Looking at the records below, please say how many lines contain the word "done", as a bare number.

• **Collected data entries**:
=== Begin Enclosure ===

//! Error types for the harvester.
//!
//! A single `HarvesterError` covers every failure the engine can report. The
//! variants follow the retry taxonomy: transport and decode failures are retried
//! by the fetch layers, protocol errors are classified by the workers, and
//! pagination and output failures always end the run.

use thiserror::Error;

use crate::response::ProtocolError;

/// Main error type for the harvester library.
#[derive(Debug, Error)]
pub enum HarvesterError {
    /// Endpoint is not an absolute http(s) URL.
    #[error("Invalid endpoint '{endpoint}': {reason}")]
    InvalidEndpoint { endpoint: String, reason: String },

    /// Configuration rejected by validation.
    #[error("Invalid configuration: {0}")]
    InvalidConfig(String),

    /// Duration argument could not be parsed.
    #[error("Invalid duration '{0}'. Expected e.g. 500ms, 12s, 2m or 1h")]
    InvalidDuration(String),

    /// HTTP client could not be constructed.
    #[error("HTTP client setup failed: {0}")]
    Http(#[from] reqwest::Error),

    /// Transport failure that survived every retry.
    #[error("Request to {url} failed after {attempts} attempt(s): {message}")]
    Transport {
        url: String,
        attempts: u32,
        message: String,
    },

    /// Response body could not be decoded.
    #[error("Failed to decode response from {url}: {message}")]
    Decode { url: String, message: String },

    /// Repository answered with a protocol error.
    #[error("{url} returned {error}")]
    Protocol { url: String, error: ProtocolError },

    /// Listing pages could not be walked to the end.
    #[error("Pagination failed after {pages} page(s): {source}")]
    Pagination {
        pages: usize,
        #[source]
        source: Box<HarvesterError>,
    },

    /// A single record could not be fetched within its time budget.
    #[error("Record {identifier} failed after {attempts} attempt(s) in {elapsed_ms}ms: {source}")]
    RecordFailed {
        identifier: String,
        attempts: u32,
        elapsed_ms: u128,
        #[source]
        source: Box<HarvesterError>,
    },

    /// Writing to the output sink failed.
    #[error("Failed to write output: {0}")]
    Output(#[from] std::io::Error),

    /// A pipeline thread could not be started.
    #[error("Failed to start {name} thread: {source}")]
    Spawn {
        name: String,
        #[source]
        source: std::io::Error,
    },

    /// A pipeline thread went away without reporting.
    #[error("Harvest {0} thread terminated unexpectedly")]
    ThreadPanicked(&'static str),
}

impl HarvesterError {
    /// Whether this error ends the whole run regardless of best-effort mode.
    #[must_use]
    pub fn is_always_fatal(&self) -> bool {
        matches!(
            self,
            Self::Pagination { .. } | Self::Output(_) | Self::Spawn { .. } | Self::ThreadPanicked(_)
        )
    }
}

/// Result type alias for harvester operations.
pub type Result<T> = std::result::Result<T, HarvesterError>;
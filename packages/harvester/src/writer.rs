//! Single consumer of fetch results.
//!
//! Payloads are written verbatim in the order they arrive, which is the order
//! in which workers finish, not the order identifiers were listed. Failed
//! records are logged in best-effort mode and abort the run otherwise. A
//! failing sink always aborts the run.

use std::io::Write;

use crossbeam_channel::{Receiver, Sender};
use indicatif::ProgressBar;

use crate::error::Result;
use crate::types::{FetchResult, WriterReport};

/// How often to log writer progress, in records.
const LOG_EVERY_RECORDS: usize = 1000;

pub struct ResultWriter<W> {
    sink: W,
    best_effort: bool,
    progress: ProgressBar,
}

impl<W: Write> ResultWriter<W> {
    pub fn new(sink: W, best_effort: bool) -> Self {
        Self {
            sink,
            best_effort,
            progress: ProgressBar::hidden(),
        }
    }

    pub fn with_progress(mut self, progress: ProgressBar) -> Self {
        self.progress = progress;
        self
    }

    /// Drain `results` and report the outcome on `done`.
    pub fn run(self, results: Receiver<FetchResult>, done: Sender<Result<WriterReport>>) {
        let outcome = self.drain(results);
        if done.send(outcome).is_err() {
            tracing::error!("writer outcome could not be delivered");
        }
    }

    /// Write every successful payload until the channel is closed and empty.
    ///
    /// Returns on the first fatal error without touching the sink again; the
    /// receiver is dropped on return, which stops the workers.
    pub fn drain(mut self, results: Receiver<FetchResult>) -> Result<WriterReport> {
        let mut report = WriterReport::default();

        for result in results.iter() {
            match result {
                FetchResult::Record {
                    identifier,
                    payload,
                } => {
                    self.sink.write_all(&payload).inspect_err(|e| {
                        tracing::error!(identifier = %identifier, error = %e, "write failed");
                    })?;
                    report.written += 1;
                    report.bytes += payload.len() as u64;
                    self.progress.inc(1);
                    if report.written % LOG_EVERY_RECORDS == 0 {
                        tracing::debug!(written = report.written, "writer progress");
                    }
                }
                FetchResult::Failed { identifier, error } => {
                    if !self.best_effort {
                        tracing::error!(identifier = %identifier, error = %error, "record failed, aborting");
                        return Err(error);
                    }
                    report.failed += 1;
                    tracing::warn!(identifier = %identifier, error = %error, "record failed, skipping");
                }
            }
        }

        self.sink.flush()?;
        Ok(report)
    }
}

=== End Enclosure ===
=== Begin Enclosure ===

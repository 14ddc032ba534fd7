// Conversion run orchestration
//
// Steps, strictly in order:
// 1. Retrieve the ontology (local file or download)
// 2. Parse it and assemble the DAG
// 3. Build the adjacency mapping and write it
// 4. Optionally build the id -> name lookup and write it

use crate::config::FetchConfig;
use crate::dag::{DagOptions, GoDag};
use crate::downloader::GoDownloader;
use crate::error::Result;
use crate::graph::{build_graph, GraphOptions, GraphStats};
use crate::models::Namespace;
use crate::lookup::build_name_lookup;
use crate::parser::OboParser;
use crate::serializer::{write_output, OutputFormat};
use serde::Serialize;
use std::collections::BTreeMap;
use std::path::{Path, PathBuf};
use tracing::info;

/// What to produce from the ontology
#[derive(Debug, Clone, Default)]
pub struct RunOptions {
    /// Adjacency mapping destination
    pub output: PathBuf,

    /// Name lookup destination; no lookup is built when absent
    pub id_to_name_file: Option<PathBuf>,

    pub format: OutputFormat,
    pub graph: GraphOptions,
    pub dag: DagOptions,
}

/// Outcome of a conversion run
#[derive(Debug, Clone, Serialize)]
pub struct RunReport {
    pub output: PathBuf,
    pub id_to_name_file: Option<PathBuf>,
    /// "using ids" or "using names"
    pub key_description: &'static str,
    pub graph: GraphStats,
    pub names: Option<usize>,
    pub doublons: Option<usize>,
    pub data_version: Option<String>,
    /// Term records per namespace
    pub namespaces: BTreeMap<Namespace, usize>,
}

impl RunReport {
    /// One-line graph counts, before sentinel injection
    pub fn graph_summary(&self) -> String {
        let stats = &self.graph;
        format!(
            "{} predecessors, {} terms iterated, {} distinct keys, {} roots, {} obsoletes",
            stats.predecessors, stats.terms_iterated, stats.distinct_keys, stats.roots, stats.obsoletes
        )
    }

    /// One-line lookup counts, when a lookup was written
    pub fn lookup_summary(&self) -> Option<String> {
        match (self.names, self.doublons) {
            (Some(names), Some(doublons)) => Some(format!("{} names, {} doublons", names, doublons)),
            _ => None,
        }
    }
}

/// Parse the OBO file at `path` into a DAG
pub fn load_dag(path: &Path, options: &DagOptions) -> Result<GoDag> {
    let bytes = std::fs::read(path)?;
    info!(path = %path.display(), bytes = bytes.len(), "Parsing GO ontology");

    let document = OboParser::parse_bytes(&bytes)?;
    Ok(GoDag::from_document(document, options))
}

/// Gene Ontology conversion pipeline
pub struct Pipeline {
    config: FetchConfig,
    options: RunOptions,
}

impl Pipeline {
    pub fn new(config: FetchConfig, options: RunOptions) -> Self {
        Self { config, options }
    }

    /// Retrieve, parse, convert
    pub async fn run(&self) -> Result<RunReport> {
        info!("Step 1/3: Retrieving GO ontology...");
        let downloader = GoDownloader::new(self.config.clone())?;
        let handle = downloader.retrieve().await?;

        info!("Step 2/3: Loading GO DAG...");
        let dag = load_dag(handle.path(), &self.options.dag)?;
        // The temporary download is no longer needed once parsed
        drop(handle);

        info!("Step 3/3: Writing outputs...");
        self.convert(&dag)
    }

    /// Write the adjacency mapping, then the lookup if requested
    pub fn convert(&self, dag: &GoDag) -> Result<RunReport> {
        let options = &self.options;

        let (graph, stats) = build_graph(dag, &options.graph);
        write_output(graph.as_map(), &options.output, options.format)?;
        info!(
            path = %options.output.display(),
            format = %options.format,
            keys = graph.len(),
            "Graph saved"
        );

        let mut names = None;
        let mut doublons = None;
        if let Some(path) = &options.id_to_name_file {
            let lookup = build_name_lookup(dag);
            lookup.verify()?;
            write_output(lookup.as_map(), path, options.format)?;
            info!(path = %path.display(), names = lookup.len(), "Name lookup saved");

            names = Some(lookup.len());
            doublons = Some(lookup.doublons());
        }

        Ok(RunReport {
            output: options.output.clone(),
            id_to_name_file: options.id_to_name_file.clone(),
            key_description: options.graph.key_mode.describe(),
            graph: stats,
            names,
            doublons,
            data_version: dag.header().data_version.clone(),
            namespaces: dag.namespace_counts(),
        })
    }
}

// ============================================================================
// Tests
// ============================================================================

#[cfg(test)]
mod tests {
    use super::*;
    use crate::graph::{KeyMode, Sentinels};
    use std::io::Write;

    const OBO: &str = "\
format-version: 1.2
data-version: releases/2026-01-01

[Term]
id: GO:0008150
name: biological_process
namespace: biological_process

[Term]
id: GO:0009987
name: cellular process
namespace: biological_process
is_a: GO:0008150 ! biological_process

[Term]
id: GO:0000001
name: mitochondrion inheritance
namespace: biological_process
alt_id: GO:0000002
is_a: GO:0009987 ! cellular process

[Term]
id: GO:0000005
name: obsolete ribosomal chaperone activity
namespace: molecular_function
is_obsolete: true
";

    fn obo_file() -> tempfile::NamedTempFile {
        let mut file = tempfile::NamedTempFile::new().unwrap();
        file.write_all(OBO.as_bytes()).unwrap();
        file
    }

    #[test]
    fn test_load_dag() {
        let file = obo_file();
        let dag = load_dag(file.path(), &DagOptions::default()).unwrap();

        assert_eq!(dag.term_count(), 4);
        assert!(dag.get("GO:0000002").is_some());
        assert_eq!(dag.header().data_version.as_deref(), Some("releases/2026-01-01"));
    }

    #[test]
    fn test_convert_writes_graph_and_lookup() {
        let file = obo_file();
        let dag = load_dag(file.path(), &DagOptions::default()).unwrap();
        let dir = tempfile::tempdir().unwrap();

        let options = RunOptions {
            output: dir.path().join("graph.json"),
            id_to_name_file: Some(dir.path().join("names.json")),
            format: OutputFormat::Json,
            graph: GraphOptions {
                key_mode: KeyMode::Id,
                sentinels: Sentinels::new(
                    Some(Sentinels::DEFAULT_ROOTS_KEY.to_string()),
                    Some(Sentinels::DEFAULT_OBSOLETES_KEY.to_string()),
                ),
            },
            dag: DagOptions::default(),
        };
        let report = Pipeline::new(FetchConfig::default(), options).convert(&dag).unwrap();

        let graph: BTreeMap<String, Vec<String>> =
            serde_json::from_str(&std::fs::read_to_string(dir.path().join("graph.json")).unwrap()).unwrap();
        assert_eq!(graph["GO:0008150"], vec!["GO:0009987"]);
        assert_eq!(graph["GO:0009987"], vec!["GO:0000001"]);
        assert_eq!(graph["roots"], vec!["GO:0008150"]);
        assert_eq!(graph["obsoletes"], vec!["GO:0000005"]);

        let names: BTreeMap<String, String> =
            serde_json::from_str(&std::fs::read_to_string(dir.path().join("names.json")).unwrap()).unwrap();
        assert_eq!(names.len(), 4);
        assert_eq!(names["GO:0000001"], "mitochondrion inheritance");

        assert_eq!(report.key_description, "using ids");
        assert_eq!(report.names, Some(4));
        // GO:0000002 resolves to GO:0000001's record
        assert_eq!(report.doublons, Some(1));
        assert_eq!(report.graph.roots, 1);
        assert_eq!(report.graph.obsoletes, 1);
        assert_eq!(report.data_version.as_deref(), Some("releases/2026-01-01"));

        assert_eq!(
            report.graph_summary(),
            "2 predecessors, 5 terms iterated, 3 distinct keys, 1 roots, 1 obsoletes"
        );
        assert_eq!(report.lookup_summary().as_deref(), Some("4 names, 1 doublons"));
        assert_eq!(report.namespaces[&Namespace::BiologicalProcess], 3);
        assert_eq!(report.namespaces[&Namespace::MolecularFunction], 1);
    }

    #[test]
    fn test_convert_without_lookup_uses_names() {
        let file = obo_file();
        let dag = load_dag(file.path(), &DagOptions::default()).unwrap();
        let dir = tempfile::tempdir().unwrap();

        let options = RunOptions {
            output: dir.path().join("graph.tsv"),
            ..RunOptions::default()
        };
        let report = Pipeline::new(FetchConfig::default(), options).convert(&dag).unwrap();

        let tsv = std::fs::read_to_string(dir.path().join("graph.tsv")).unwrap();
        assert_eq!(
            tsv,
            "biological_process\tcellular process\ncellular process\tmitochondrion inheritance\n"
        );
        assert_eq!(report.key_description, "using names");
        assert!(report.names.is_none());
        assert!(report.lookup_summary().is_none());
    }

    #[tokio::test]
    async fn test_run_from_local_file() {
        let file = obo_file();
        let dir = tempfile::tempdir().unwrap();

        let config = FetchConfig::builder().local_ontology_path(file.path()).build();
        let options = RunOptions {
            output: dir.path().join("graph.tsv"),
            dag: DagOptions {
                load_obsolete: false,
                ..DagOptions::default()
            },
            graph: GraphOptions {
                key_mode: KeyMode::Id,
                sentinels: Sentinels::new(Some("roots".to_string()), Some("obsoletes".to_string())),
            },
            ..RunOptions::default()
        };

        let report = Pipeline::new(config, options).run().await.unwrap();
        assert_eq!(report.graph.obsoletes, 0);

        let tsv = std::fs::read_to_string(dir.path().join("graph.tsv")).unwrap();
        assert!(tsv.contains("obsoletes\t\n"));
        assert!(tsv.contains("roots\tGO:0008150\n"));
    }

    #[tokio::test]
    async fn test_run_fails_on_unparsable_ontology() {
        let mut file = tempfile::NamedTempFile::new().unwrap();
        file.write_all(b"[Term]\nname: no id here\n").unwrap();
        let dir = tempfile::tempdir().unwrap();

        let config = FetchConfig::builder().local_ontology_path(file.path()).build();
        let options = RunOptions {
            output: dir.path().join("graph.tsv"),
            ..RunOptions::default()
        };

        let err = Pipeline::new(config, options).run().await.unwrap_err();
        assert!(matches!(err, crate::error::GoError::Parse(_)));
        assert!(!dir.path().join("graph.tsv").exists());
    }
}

=== End Enclosure ===

• **Solution for this exercise**: 3